La noticia era extraña y familiar, al mismo tiempo. En un colegio de San Javier llamaron a Carabineros para calmar a un estudiante. El alumno tiene siete años y algún tipo de problema conductual descrito por la prensa como "crisis de ira". La profesora a cargo decidió enfrentar una de esas crisis pidiéndole ayuda a la policía. La dirección del colegio avisó a los padres de lo sucedido. Cuando el episodio se repitió -otra "crisis de ira"-, los padres acudieron al lugar y grabaron con un teléfono el momento en que un par de uniformados llegaba al establecimiento. El padre del niño enfrentó al teniente a cargo de la "visita" -no sé si el asunto calificará para ser llamado "operativo"-; quería saber qué hacía la policía con su hijo. El teniente habló con el padre del niño y le explicó que ellos llegaban solo para verificar la salud del alumno. La madre, por su parte, contó que el niño estaba en tratamiento con un psicólogo, aunque no queda claro en la nota si es por sus problemas de conducta o por el terror a los carabineros. De cualquier modo, todo indica que la directora juzgó que la mejor manera de calmar al alumno en ciertos episodios que se le escapaban de las manos era llamando a la policía, es decir, la solución era meterle miedo.

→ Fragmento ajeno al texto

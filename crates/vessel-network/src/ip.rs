//! IPv4 helpers and address ranges.

use std::fmt;
use std::net::Ipv4Addr;
use std::str::FromStr;

use ipnet::Ipv4Net;
use serde::{Deserialize, Serialize};

use vessel_common::{VesselError, VesselResult};

/// The all-zeros (network) address of a subnet.
#[must_use]
pub fn all_zeros(subnet: &Ipv4Net) -> Ipv4Addr {
    subnet.network()
}

/// The all-ones (broadcast) address of a subnet.
#[must_use]
pub fn all_ones(subnet: &Ipv4Net) -> Ipv4Addr {
    subnet.broadcast()
}

/// Whether `ip` can be used as a host address on `subnet`.
#[must_use]
pub fn is_routable(ip: Ipv4Addr, subnet: &Ipv4Net) -> bool {
    subnet.contains(&ip) && ip != all_zeros(subnet) && ip != all_ones(subnet)
}

/// The address following `ip`, wrapping at 255.255.255.255.
#[must_use]
pub fn next_addr(ip: Ipv4Addr) -> Ipv4Addr {
    Ipv4Addr::from(u32::from(ip).wrapping_add(1))
}

/// The address preceding `ip`, wrapping at 0.0.0.0.
#[must_use]
pub fn prev_addr(ip: Ipv4Addr) -> Ipv4Addr {
    Ipv4Addr::from(u32::from(ip).wrapping_sub(1))
}

/// An inclusive range of IPv4 addresses.
///
/// Parsed from a CIDR (`10.0.0.0/24`), an explicit range
/// (`10.0.0.5-10.0.0.9`) or a range whose upper bound only names the last
/// octet (`10.0.0.5-9`).
#[derive(Debug, Clone, Copy, PartialEq, Eq, Hash, Serialize, Deserialize)]
pub struct Range {
    /// First address in the range.
    #[serde(rename = "FirstIP")]
    pub first_ip: Ipv4Addr,
    /// Last address in the range.
    #[serde(rename = "LastIP")]
    pub last_ip: Ipv4Addr,
}

impl Range {
    /// Create a range, rejecting `first > last`.
    ///
    /// # Errors
    ///
    /// Returns `InvalidConfig` when the bounds are reversed.
    pub fn new(first_ip: Ipv4Addr, last_ip: Ipv4Addr) -> VesselResult<Self> {
        if first_ip > last_ip {
            return Err(VesselError::invalid_config(format!(
                "range start {} is greater than range end {}",
                first_ip, last_ip
            )));
        }
        Ok(Self { first_ip, last_ip })
    }

    /// A range holding exactly one address.
    #[must_use]
    pub const fn single(ip: Ipv4Addr) -> Self {
        Self {
            first_ip: ip,
            last_ip: ip,
        }
    }

    /// Parse a range from its textual form.
    ///
    /// # Errors
    ///
    /// Returns `InvalidConfig` when the text is not a CIDR or a range.
    pub fn parse(s: &str) -> VesselResult<Self> {
        let s = s.trim();
        let invalid = || VesselError::invalid_config(format!("invalid address range {}", s));

        if s.contains('/') {
            let net: Ipv4Net = s.parse().map_err(|_| invalid())?;
            return Ok(Self::from(net));
        }

        let (first, last) = s.split_once('-').ok_or_else(invalid)?;
        let first: Ipv4Addr = first.trim().parse().map_err(|_| invalid())?;
        let last = last.trim();
        let last = match last.parse::<Ipv4Addr>() {
            Ok(ip) => ip,
            Err(_) => {
                let end: u8 = last.parse().map_err(|_| invalid())?;
                let [a, b, c, d] = first.octets();
                if end <= d {
                    return Err(invalid());
                }
                Ipv4Addr::new(a, b, c, end)
            }
        };

        Self::new(first, last).map_err(|_| invalid())
    }

    /// Number of addresses in the range.
    #[must_use]
    pub fn len(&self) -> u64 {
        u64::from(u32::from(self.last_ip)) - u64::from(u32::from(self.first_ip)) + 1
    }

    /// Ranges are never empty.
    #[must_use]
    pub const fn is_empty(&self) -> bool {
        false
    }

    /// Whether `ip` lies within the range.
    #[must_use]
    pub fn contains(&self, ip: Ipv4Addr) -> bool {
        self.first_ip <= ip && ip <= self.last_ip
    }

    /// Whether `other` lies entirely within this range.
    #[must_use]
    pub fn covers(&self, other: &Self) -> bool {
        self.first_ip <= other.first_ip && other.last_ip <= self.last_ip
    }

    /// Whether the two ranges share at least one address.
    #[must_use]
    pub fn overlaps(&self, other: &Self) -> bool {
        self.first_ip <= other.last_ip && other.first_ip <= self.last_ip
    }

    /// The CIDR network this range spans exactly, if any.
    #[must_use]
    pub fn network(&self) -> Option<Ipv4Net> {
        let size = self.len();
        if !size.is_power_of_two() {
            return None;
        }

        let host_bits = size.trailing_zeros();
        let prefix = u8::try_from(32 - host_bits).ok()?;
        let net = Ipv4Net::new(self.first_ip, prefix).ok()?;
        (net.network() == self.first_ip).then_some(net)
    }
}

impl From<Ipv4Net> for Range {
    fn from(net: Ipv4Net) -> Self {
        Self {
            first_ip: net.network(),
            last_ip: net.broadcast(),
        }
    }
}

impl fmt::Display for Range {
    fn fmt(&self, f: &mut fmt::Formatter<'_>) -> fmt::Result {
        match self.network() {
            Some(net) => write!(f, "{}", net),
            None => write!(f, "{}-{}", self.first_ip, self.last_ip),
        }
    }
}

impl FromStr for Range {
    type Err = VesselError;

    fn from_str(s: &str) -> Result<Self, Self::Err> {
        Self::parse(s)
    }
}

Los padres actuaron siguiendo un patrón similar: el único medio que juzgaron efectivo para resolver una situación que con razón consideraban un atropello que vulneraba a su hijo, era grabar con su teléfono el momento en el que Carabineros acudía al colegio, subir el video a las redes sociales y esperar que la historia fuera conocida. La cámara del teléfono grabando a los carabineros era la manera que los padres del niño encontraron para meter miedo convocando a la prensa. La historia de San Javier resume un cúmulo de fracasos institucionales de distinto tipo. Decisiones torpes y desesperadas que llenan los vacíos y fracturan la convivencia. Algo similar al incidente del Uber -una aplicación que es, a la vez, un medio de transporte que funciona en un limbo legal- baleado por un carabinero en el aeropuerto.
"Sale, me estás deteniendo ilegalmente", repetía el conductor de Uber en el video que circuló esta semana en las redes sociales. La secuencia que se registraba era descabellada. El conductor en lugar de acatar la orden del control de tránsito, se enfrentó al carabinero y trató de esquivarlo. Le gritaba que no podía hacer lo que estaba haciendo -es decir, que no podía hacer su trabajo, el que calificaba de "ilegal"- mientras lo grababa con su teléfono; para el chofer ese registro era una especie de amenaza. El carabinero juzgó que lo mejor era interponerse en el camino; el hombre al volante hacía rugir el motor y repetía: "Sale, me estás deteniendo ilegalmente". El carabinero se asustó, desenfundó el arma y disparó. Una escalada de descriterios que se inició con una decisión estúpida -el chofer que intenta esquivar el control de tránsito- y acabó con otra desproporcionada que pudo ser fatal. Ambos incidentes, el de San Javier y el del aeropuerto tienen en común el desatino como constante, los vacíos institucionales y la idea de fondo de que para enfrentar los conflictos, mantener el orden, resolver una crisis, evitar un abuso o un atropello es necesario lucir amenazante, meter miedo. Sin una herramienta que demuestre que existe la capacidad de infligir un daño -una cámara que registre la escena, un carabinero con un revólver- las cosas no funcionan, los derechos no se respetan, las normas no se acatan. En esta lógica no se trata de respetar las disposiciones legales sencillamente porque son necesarias para un mínimo bienestar común, sino de quién tiene más capacidad de vigilar y castigar.
Luego del incidente del Uber en el aeropuerto, el Presidente Sebastián Piñera dijo que era hora de que aprendiéramos a "respetar a nuestras autoridades, a nuestros carabineros". Una frase que suena desconcertante, pues toma como ejemplo una situación que no es más que una suma de torpezas para hacer un reproche generalizado a "los chilenos". Con una declaración el Presidente nos hizo responsables a todos de la conducta idiota de un chofer y apoyó tácitamente los balazos como manera de resolver un problema de tránsito. De paso, victimizó a las autoridades de una institución que durante el último tiempo no se ha caracterizado exactamente por dar un buen ejemplo de responsabilidad frente a la opinión pública. Quienes han desfalcado dinero público, plantando pruebas falsas, maltratando niños mapuches en La Araucanía y esquivando responsabilidades en cada una de esas decisiones, deberían empezar a preguntarse cuándo y cómo es que el respeto se pierde y cuál es la forma en que se recupera. Cualquier otra cosa será una señal de que nos encaminamos hacia una convivencia en donde la impunidad sea una norma y el orden público se establezca sobre la capacidad que cada quien tenga para zafar de la ley o meter miedo. Disfrutar de la tranquilidad que brinda el imperio del susto y la sospecha.